In a recent “comprehensive review of the literature,” Mallon et al.11 found that the average rate of occult nipple malignancy was 11.5% (range, 0–53%), suggesting some sampling is important in NSM. The overall incidence of NAC recurrence was 0.9%, and incidence of skin flap recurrence was 4.2%. However, mean follow-up was only 38.4 months. This is lower than our cohort, but our numbers are small. On the other hand, our results showed that when reporting local recurrence, it is critical to calculate per breast rather than per patient, as we had 1 patient with bilateral breast cancer who developed local recurrence in each breast at different times. In addition, many patients undergoing NSM do not have breast cancer and should be excluded from the denominator. Hence, we had 4 local recurrences in 15 patients (26.7%) who underwent NSM after mastectomy for primary breast cancer without adjuvant RT. This high rate is concerning but our breast surgical colleagues have subsequently published 87 patients with 118 NSM including most of our cohort have reported a 7% local recurrence rate,50 quoted as “consistent with other published data, which report local recurrence rates between 0% and 12%.” In the same review by Mallon et al.,11 it was noted that overall incidence of full-thickness nipple necrosis was 2.9% and for partial-thickness loss, 6.3% which is consistent with our findings.
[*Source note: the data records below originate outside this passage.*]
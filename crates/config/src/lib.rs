//! Configuration management for loupe
//!
//! This crate provides functionality for managing the loupe configuration,
//! including loading, saving, updating, and deleting configuration settings.

/// Error types for the configuration module
pub mod error;

use crate::error::Error;
use clap::Parser;
use loupe_common::utils::io::file::{delete_path, read_file, write_file};
use serde::{Deserialize, Serialize};
#[allow(deprecated)]
use std::env::home_dir;
use std::path::PathBuf;
use tracing::{debug, error, info};

/// Command line arguments for the configuration command
#[derive(Debug, Clone, Parser)]
#[clap(
    about = "Display and edit the current configuration",
    override_usage = "loupe config [OPTIONS]"
)]
pub struct ConfigArgs {
    /// The target key to update.
    #[clap(required = false, default_value = "")]
    key: String,

    /// The value to set the key to.
    #[clap(required = false, default_value = "")]
    value: String,
}

/// The [`Configuration`] struct represents the configuration of the CLI. Every loupe tool
/// falls back to these values when the corresponding flag is not given.
#[derive(Deserialize, Serialize, Debug, Clone, PartialEq, Eq)]
pub struct Configuration {
    /// The URL for the Ethereum RPC endpoint
    pub rpc_url: String,

    /// The URL for a local Ethereum RPC endpoint, e.g. a forked devnet
    pub local_rpc_url: String,
}

impl Default for Configuration {
    fn default() -> Self {
        Configuration {
            rpc_url: "".to_string(),
            local_rpc_url: "http://localhost:8545".to_string(),
        }
    }
}

/// Returns `$HOME/.loupe/config.toml`.
#[allow(deprecated)]
fn config_path() -> Result<String, Error> {
    let mut home: PathBuf = home_dir().ok_or_else(|| {
        Error::Generic(
            "failed to get home directory. does your os support `std::env::home_dir()`?"
                .to_string(),
        )
    })?;
    home.push(".loupe");
    home.push("config.toml");

    home.to_str()
        .map(str::to_string)
        .ok_or_else(|| Error::Generic("failed to convert path to string".to_string()))
}

impl Configuration {
    /// Returns the current configuration, creating a default one on first use.
    pub fn load() -> Result<Self, Error> {
        let path = config_path()?;

        // if the config file doesn't exist, create it
        if !std::path::Path::new(&path).exists() {
            let config = Configuration::default();
            config.save()?;
        }

        let contents = read_file(&path)
            .map_err(|e| Error::Generic(format!("failed to read config file: {e}")))?;
        let mut config: Configuration = toml::from_str(&contents)
            .map_err(|e| Error::ParseError(format!("failed to parse config file: {e}")))?;

        // load mesc config if enabled
        if !mesc::is_mesc_enabled() {
            return Ok(config);
        }

        if let Some(endpoint) = mesc::get_default_endpoint(Some("loupe"))
            .map_err(|e| Error::Generic(format!("MESC error: {e}")))?
        {
            debug!("overriding rpc_url with mesc endpoint");
            config.rpc_url = endpoint.url;
        }

        Ok(config)
    }

    /// Saves the current configuration to disk.
    pub fn save(&self) -> Result<(), Error> {
        write_file(
            &config_path()?,
            &toml::to_string(&self)
                .map_err(|e| Error::ParseError(format!("failed to serialize config: {e}")))?,
        )
        .map_err(|e| Error::Generic(format!("failed to write config file: {e}")))?;

        Ok(())
    }

    /// Deletes the configuration file at `$HOME/.loupe/config.toml`.
    pub fn delete() -> Result<(), Error> {
        if !delete_path(&config_path()?) {
            return Err(Error::Generic("failed to delete config file".to_string()));
        }

        Ok(())
    }

    /// Resolves the RPC URL a command should use. An empty `given` falls back to `rpc_url`,
    /// and the name `local` selects `local_rpc_url`.
    pub fn resolve_rpc_url(&self, given: &str) -> String {
        match given {
            "" => self.rpc_url.clone(),
            "local" => self.local_rpc_url.clone(),
            url => url.to_string(),
        }
    }

    /// Update a single key/value pair in the configuration.
    pub fn update(&mut self, key: &str, value: &str) -> Result<(), Error> {
        match key {
            "rpc_url" => {
                self.rpc_url = value.to_string();
            }
            "local_rpc_url" => {
                self.local_rpc_url = value.to_string();
            }
            _ => {
                return Err(Error::Generic(format!(
                    "invalid key: \'{key}\' is not a valid configuration key."
                )))
            }
        }

        // write the updated config to disk
        self.save()?;

        Ok(())
    }
}

/// The `config` command is used to display and edit the current configuration.
pub fn config(args: ConfigArgs) -> Result<(), Error> {
    if !args.key.is_empty() {
        if !args.value.is_empty() {
            let mut config = Configuration::load()?;
            config.update(&args.key, &args.value)?;
            info!("updated configuration! Set \'{}\' = \'{}\' .", &args.key, &args.value);
        } else {
            error!("found key but no value to set. Please specify a value to set, use `loupe config --help` for more information.");
        }
    } else {
        println!("{:#?}", Configuration::load()?);
        info!("use `loupe config <KEY> <VALUE>` to set a key/value pair.");
    }

    Ok(())
}

/// Parse user input --rpc-url into a full url. MESC endpoint names and aliases are
/// resolved when MESC is enabled; anything else passes through untouched.
pub fn parse_url_arg(url: &str) -> Result<String, String> {
    if mesc::is_mesc_enabled() {
        if let Ok(Some(endpoint)) = mesc::get_endpoint_by_query(url, Some("loupe")) {
            return Ok(endpoint.url);
        }
    }
    Ok(url.to_string())
}

#[cfg(test)]
mod tests {
    use super::*;
    use serial_test::serial;

    #[test]
    #[serial]
    fn test_default_configuration() {
        let config = Configuration::default();
        assert_eq!(config.rpc_url, "");
        assert_eq!(config.local_rpc_url, "http://localhost:8545");
    }

    #[test]
    #[serial]
    fn test_load_configuration() {
        Configuration::delete().expect("failed to delete config file");
        let config = Configuration::load().expect("failed to load config file");

        assert_eq!(config.rpc_url, "");
        assert_eq!(config.local_rpc_url, "http://localhost:8545");
    }

    #[test]
    #[serial]
    fn test_save_configuration() {
        Configuration::delete().expect("failed to delete config file");
        let mut config = Configuration::default();

        config.update("rpc_url", "http://localhost:8545").expect("failed to update rpc_url");
        config.save().expect("failed to save config file");

        let loaded_config = Configuration::load().expect("failed to load config file");
        assert_eq!(loaded_config.rpc_url, "http://localhost:8545");
        assert_eq!(loaded_config.local_rpc_url, "http://localhost:8545");

        Configuration::delete().expect("failed to delete config file");
    }

    #[test]
    #[serial]
    fn test_update_rejects_unknown_key() {
        Configuration::delete().expect("failed to delete config file");
        let mut config = Configuration::load().expect("failed to load config file");

        let result = config.update("etherscan_api_key", "1234567890");
        assert!(matches!(result, Err(Error::Generic(_))));

        Configuration::delete().expect("failed to delete config file");
    }

    #[test]
    #[serial]
    fn test_delete_configuration() {
        Configuration::delete().expect("failed to delete config file");
        let mut config = Configuration::load().expect("failed to load config file");
        config.update("rpc_url", "http://localhost:8545").expect("failed to update rpc_url");

        Configuration::delete().expect("failed to delete config file");
        let config = Configuration::load().expect("failed to load config file");

        assert_eq!(config, Configuration::default());
    }

    #[test]
    fn test_resolve_rpc_url() {
        let config = Configuration {
            rpc_url: "https://eth.llamarpc.com".to_string(),
            ..Default::default()
        };

        assert_eq!(config.resolve_rpc_url(""), "https://eth.llamarpc.com");
        assert_eq!(config.resolve_rpc_url("local"), "http://localhost:8545");
        assert_eq!(config.resolve_rpc_url("ws://node:8546"), "ws://node:8546");
    }

    #[test]
    fn test_parse_url_arg_passes_through_plain_urls() {
        if mesc::is_mesc_enabled() {
            return;
        }
        assert_eq!(
            parse_url_arg("https://eth.llamarpc.com").expect("failed to parse url"),
            "https://eth.llamarpc.com"
        );
    }
}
Overall, we found that aesthetic results were excellent or good despite a high revision rate, including after postmastectomy RT. With recent interests in fat transfer, we have performed several revisions with lipofilling and anticipate that with experience, final aesthetic results can be further improved.38
Single-stage DTI immediate breast reconstruction after SSM or NSM may have a high complication and revision rate, but most can still achieve excellent or good results, including after RT. Long-term follow-up studies are required to assess the revision rate and local recurrence.